“But what right had you to treat me so? Do you think me a beggar, that I should accept a gift of money? Why did you do it?”
The girl was standing now and confronting him, in manifest anger.
Curiously enough, he did not seem to mind the anger. He had completely mastered himself, and knew perfectly what he was to say. He answered:—
“I did this because I love you, Evelyn, and because I cannot provide for your future in any ordinary way.”
Seeing that she was about to make some reply, he quickly forestalled it, saying:—
“Please let me continue. Please do not speak yet. Let me explain.”

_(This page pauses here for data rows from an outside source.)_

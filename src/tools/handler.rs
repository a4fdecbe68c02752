use async_trait::async_trait;
use serde::{Deserialize, Serialize};
use serde_json::Value;

/// A tool's execution handler. Consumers implement this for each tool.
///
/// `Err` carries a user-readable failure description, not a Rust error chain.
#[async_trait]
pub trait ToolHandler: Send + Sync {
    async fn call(&self, input: &Value) -> Result<String, String>;
}

/// What the model is told about a tool.
#[derive(Debug, Clone, PartialEq, Serialize, Deserialize)]
pub struct ToolDescriptor {
    pub name: String,
    pub description: String,
    pub input_schema: Value,
}

impl ToolDescriptor {
    pub fn new(name: impl Into<String>, description: impl Into<String>, input_schema: Value) -> Self {
        Self {
            name: name.into(),
            description: description.into(),
            input_schema,
        }
    }

    /// Argument names in call order: required ones as listed, then the
    /// remaining properties.
    pub fn parameter_names(&self) -> Vec<&str> {
        let mut names: Vec<&str> = self.input_schema["required"]
            .as_array()
            .map(|r| r.iter().filter_map(Value::as_str).collect())
            .unwrap_or_default();

        if let Some(props) = self.input_schema["properties"].as_object() {
            for key in props.keys() {
                if !names.contains(&key.as_str()) {
                    names.push(key);
                }
            }
        }

        names
    }
}

/// A tool definition: descriptor for the LLM + handler for execution.
pub struct ToolDef {
    pub descriptor: ToolDescriptor,
    pub(crate) handler: Box<dyn ToolHandler>,
}
use serde::{Deserialize, Serialize};

/// Who authored a chat message.
#[derive(Debug, Clone, Copy, PartialEq, Eq, Serialize, Deserialize)]
#[serde(rename_all = "lowercase")]
pub enum Role {
    System,
    User,
    Assistant,
}

/// One message in a model conversation.
#[derive(Debug, Clone, PartialEq, Eq, Serialize, Deserialize)]
pub struct ChatMessage {
    pub role: Role,
    pub content: String,
}

impl ChatMessage {
    pub fn system(content: impl Into<String>) -> Self {
        Self {
            role: Role::System,
            content: content.into(),
        }
    }

    pub fn user(content: impl Into<String>) -> Self {
        Self {
            role: Role::User,
            content: content.into(),
        }
    }

    pub fn assistant(content: impl Into<String>) -> Self {
        Self {
            role: Role::Assistant,
            content: content.into(),
        }
    }
}

/// Fully-formed request. The provider just sends it.
#[derive(Debug, Clone)]
pub struct InferenceRequest {
    pub model: String,
    pub messages: Vec<ChatMessage>,
}

/// What came back from the LLM.
#[derive(Debug, Clone)]
pub struct InferenceResponse {
    pub content: String,
    pub usage: Usage,
}

/// Token usage for a single inference call.
#[derive(Debug, Clone, Default)]
pub struct Usage {
    pub input_tokens: u32,
    pub output_tokens: u32,
}

impl Usage {
    pub fn accumulate(&mut self, other: &Usage) {
        self.input_tokens = self.input_tokens.saturating_add(other.input_tokens);
        self.output_tokens = self.output_tokens.saturating_add(other.output_tokens);
    }
}
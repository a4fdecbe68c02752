use std::time::Duration;

use async_trait::async_trait;
use serde_json::{json, Value};
use tracing::debug;

use super::InferenceProvider;
use crate::error::InferenceError;
use crate::types::{InferenceRequest, InferenceResponse, Usage};

const DEFAULT_TIMEOUT: Duration = Duration::from_secs(120);

/// Ollama provider using the native `/api/chat` endpoint, non-streaming.
pub struct OllamaProvider {
    client: reqwest::Client,
    base_url: String,
    timeout: Duration,
}

impl OllamaProvider {
    /// Connect to a local Ollama instance at the default address.
    pub fn new() -> Self {
        Self {
            client: reqwest::Client::new(),
            base_url: "http://localhost:11434".into(),
            timeout: DEFAULT_TIMEOUT,
        }
    }

    pub fn with_base_url(mut self, url: impl Into<String>) -> Self {
        self.base_url = url.into().trim_end_matches('/').to_string();
        self
    }

    pub fn with_client(mut self, client: reqwest::Client) -> Self {
        self.client = client;
        self
    }

    /// Upper bound for a single chat call, including reading the body.
    pub fn with_timeout(mut self, timeout: Duration) -> Self {
        self.timeout = timeout;
        self
    }
}

impl Default for OllamaProvider {
    fn default() -> Self {
        Self::new()
    }
}

#[async_trait]
impl InferenceProvider for OllamaProvider {
    async fn infer(&self, request: InferenceRequest) -> Result<InferenceResponse, InferenceError> {
        let body = json!({
            "model": request.model,
            "messages": request.messages,
            "stream": false,
        });

        debug!(
            model = %request.model,
            messages = request.messages.len(),
            "ollama inference request"
        );

        let resp = self
            .client
            .post(format!("{}/api/chat", self.base_url))
            .timeout(self.timeout)
            .json(&body)
            .send()
            .await
            .map_err(|e| InferenceError::Request(e.to_string()))?;

        let status = resp.status().as_u16();
        let text = resp
            .text()
            .await
            .map_err(|e| InferenceError::Request(e.to_string()))?;

        if status != 200 {
            return Err(InferenceError::ApiError { status, body: text });
        }

        let parsed: Value =
            serde_json::from_str(&text).map_err(|e| InferenceError::Parse(e.to_string()))?;

        let content = parsed["message"]["content"]
            .as_str()
            .ok_or_else(|| InferenceError::Parse("missing message.content".into()))?
            .to_string();

        // Ollama returns token counts in the response
        let usage = Usage {
            input_tokens: token_count(&parsed["prompt_eval_count"]),
            output_tokens: token_count(&parsed["eval_count"]),
        };

        Ok(InferenceResponse { content, usage })
    }
}

/// Missing counts are zero; counts beyond `u32` saturate.
fn token_count(value: &Value) -> u32 {
    value
        .as_u64()
        .map_or(0, |n| u32::try_from(n).unwrap_or(u32::MAX))
}
use serde_json::Value;
use tracing::debug;

use super::handler::{ToolDef, ToolDescriptor, ToolHandler};

/// Catalog of executable tools. Stores definitions and looks up handlers
/// by name. Names are unique: registering a name twice replaces the first.
pub struct ToolRegistry {
    tools: Vec<ToolDef>,
}

impl ToolRegistry {
    pub fn new() -> Self {
        Self { tools: Vec::new() }
    }

    /// Register a tool under `descriptor.name`.
    pub fn add(mut self, descriptor: ToolDescriptor, handler: impl ToolHandler + 'static) -> Self {
        let def = ToolDef {
            descriptor,
            handler: Box::new(handler),
        };
        match self
            .tools
            .iter()
            .position(|t| t.descriptor.name == def.descriptor.name)
        {
            Some(idx) => self.tools[idx] = def,
            None => self.tools.push(def),
        }
        self
    }

    /// Capability discovery: every registered tool's descriptor, in
    /// registration order.
    pub fn descriptors(&self) -> Vec<ToolDescriptor> {
        self.tools.iter().map(|t| t.descriptor.clone()).collect()
    }

    /// Run a tool's handler by name. Returns Err if the tool is unknown.
    pub async fn execute(&self, name: &str, input: &Value) -> Result<String, String> {
        let tool = self
            .tools
            .iter()
            .find(|t| t.descriptor.name == name)
            .ok_or_else(|| format!("unknown tool: {name}"))?;
        debug!(tool = name, "dispatching tool");
        tool.handler.call(input).await
    }

    pub fn tool_names(&self) -> Vec<&str> {
        self.tools.iter().map(|t| t.descriptor.name.as_str()).collect()
    }

    pub fn is_empty(&self) -> bool {
        self.tools.is_empty()
    }

    pub fn len(&self) -> usize {
        self.tools.len()
    }
}

impl Default for ToolRegistry {
    fn default() -> Self {
        Self::new()
    }
}

/// Immutable snapshot of the discovered tools. This is what the prompt
/// lists and what extracted tool calls are validated against.
#[derive(Debug, Clone, Default)]
pub struct ToolCatalog {
    tools: Vec<ToolDescriptor>,
}

impl ToolCatalog {
    /// Build from discovered descriptors. Later duplicates of a name are dropped.
    pub fn new(descriptors: Vec<ToolDescriptor>) -> Self {
        let mut tools: Vec<ToolDescriptor> = Vec::with_capacity(descriptors.len());
        for d in descriptors {
            if !tools.iter().any(|t| t.name == d.name) {
                tools.push(d);
            }
        }
        Self { tools }
    }

    pub fn contains(&self, name: &str) -> bool {
        self.tools.iter().any(|t| t.name == name)
    }

    pub fn iter(&self) -> impl Iterator<Item = &ToolDescriptor> {
        self.tools.iter()
    }

    pub fn is_empty(&self) -> bool {
        self.tools.is_empty()
    }

    pub fn len(&self) -> usize {
        self.tools.len()
    }
}
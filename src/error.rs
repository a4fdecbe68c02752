#[derive(Debug, thiserror::Error)]
pub enum AgentError {
    #[error("inference error: {0}")]
    Inference(#[from] InferenceError),
    #[error("initialization failed: {0}")]
    Init(String),
    #[error("io error: {0}")]
    Io(#[from] std::io::Error),
}

#[derive(Debug, thiserror::Error)]
pub enum InferenceError {
    #[error("request failed: {0}")]
    Request(String),
    #[error("API returned {status}: {body}")]
    ApiError { status: u16, body: String },
    #[error("failed to parse response: {0}")]
    Parse(String),
}
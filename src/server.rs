//! HTTP API for the chat frontend.

use std::sync::Arc;

use axum::extract::State;
use axum::http::{HeaderValue, StatusCode};
use axum::response::{IntoResponse, Response};
use axum::routing::{get, post};
use axum::{Json, Router};
use serde::{Deserialize, Serialize};
use serde_json::json;
use tower_http::cors::{AllowHeaders, AllowMethods, AllowOrigin, CorsLayer};
use tracing::{debug, error};

use crate::forecast::{ForecastEngine, UsageData};
use crate::session::{SessionStore, DEFAULT_SESSION};
use crate::tools::Credential;
use crate::Agent;

/// Shared application state passed to all handlers via axum's `State` extractor.
#[derive(Clone)]
pub struct AppState {
    pub agent: Arc<Agent>,
    pub sessions: Arc<SessionStore>,
    pub forecaster: Arc<ForecastEngine>,
    pub default_credential: Credential,
}

/// Build the full axum router with CORS for the frontend origin.
pub fn build_router(state: AppState, cors_origin: HeaderValue) -> Router {
    let cors = CorsLayer::new()
        .allow_origin(AllowOrigin::exact(cors_origin))
        .allow_methods(AllowMethods::mirror_request())
        .allow_headers(AllowHeaders::mirror_request())
        .allow_credentials(true);

    Router::new()
        .route("/chat", post(chat))
        .route("/chat/clear", post(clear_chat))
        .route("/health", get(health))
        .route("/forecast", post(forecast))
        .with_state(state)
        .layer(cors)
}

/// Error body `{"detail": ...}` with a status code.
#[derive(Debug)]
pub struct ApiError {
    status: StatusCode,
    detail: String,
}

impl ApiError {
    fn bad_request(detail: impl Into<String>) -> Self {
        Self {
            status: StatusCode::BAD_REQUEST,
            detail: detail.into(),
        }
    }

    fn internal(detail: impl Into<String>) -> Self {
        Self {
            status: StatusCode::INTERNAL_SERVER_ERROR,
            detail: detail.into(),
        }
    }
}

impl IntoResponse for ApiError {
    fn into_response(self) -> Response {
        (self.status, Json(json!({ "detail": self.detail }))).into_response()
    }
}

#[derive(Debug, Deserialize)]
pub struct ChatRequest {
    pub message: String,
    #[serde(default)]
    pub auth_token: Option<String>,
    #[serde(default)]
    pub session_id: Option<String>,
}

#[derive(Debug, Serialize, Deserialize)]
pub struct ChatResponse {
    pub response: String,
}

/// POST /chat: one conversational turn.
async fn chat(
    State(app): State<AppState>,
    Json(body): Json<ChatRequest>,
) -> Result<Json<ChatResponse>, ApiError> {
    if body.message.trim().is_empty() {
        return Err(ApiError::bad_request("message must not be empty"));
    }

    let session_id = session_or_default(body.session_id.as_deref());
    let credential = Credential::resolve(body.auth_token.as_deref(), &app.default_credential);
    debug!(session = session_id, "chat request");

    let history = app.sessions.get_or_create(session_id).await;
    let mut history = history.lock().await;
    let outcome = app
        .agent
        .process_query(&mut history, &body.message, &credential)
        .await;

    Ok(Json(ChatResponse {
        response: outcome.into_text(),
    }))
}

#[derive(Debug, Default, Deserialize)]
pub struct ClearRequest {
    #[serde(default)]
    pub session_id: Option<String>,
}

/// POST /chat/clear. The body is optional.
async fn clear_chat(
    State(app): State<AppState>,
    body: Option<Json<ClearRequest>>,
) -> Json<serde_json::Value> {
    let body = body.map(|Json(b)| b).unwrap_or_default();
    app.sessions
        .clear(session_or_default(body.session_id.as_deref()))
        .await;
    Json(json!({ "message": "Chat history cleared" }))
}

async fn health() -> Json<serde_json::Value> {
    Json(json!({ "status": "healthy" }))
}

#[derive(Debug, Deserialize)]
pub struct ForecastRequest {
    pub data: UsageData,
}

#[derive(Debug, Serialize, Deserialize)]
pub struct ForecastResponse {
    /// The six weeks, serialized as a JSON string.
    pub forecast: String,
    pub insights: String,
}

/// POST /forecast. Always answers, falling back when the model cannot.
async fn forecast(
    State(app): State<AppState>,
    Json(body): Json<ForecastRequest>,
) -> Result<Json<ForecastResponse>, ApiError> {
    let result = app.forecaster.forecast(&body.data).await;
    debug!(source = ?result.source, "forecast ready");

    let forecast = serde_json::to_string(&result.weeks).map_err(|e| {
        error!(error = %e, "failed to serialize forecast");
        ApiError::internal(e.to_string())
    })?;

    Ok(Json(ForecastResponse {
        forecast,
        insights: result.insights,
    }))
}

fn session_or_default(session_id: Option<&str>) -> &str {
    match session_id.map(str::trim) {
        Some(id) if !id.is_empty() => id,
        _ => DEFAULT_SESSION,
    }
}

#[cfg(test)]
mod tests {
    use super::*;

    #[test]
    fn blank_session_ids_use_the_default() {
        assert_eq!(session_or_default(None), DEFAULT_SESSION);
        assert_eq!(session_or_default(Some("  ")), DEFAULT_SESSION);
        assert_eq!(session_or_default(Some("alice")), "alice");
    }

    #[tokio::test]
    async fn api_error_renders_detail() {
        let response = ApiError::bad_request("nope").into_response();
        assert_eq!(response.status(), StatusCode::BAD_REQUEST);
    }
}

The girl was still standing, but the look of anger in her face had given way to another expression—one more complex and less easily interpreted. There was some pleasure in it, and some apprehension, together with great astonishment.
“Go on,” she said.
“Only on even terms,” he answered, rising and standing in front of her. “What I have to say to you must be said with my eyes looking into yours. Now listen. By reason of a quite absurd convention, a young woman may not receive gifts of value, and especially of money, from a young man not her husband; yet she may freely take such gifts if they come to her by his will, after he is dead.
“There are circumstances which render it impossible for me to leave my possessions to you by will. Any will that I might make to that effect would be contested and broken by those for whom I care so little that I would rather sink everything I have in the world in the Atlantic Ocean than let them inherit a dollar of it.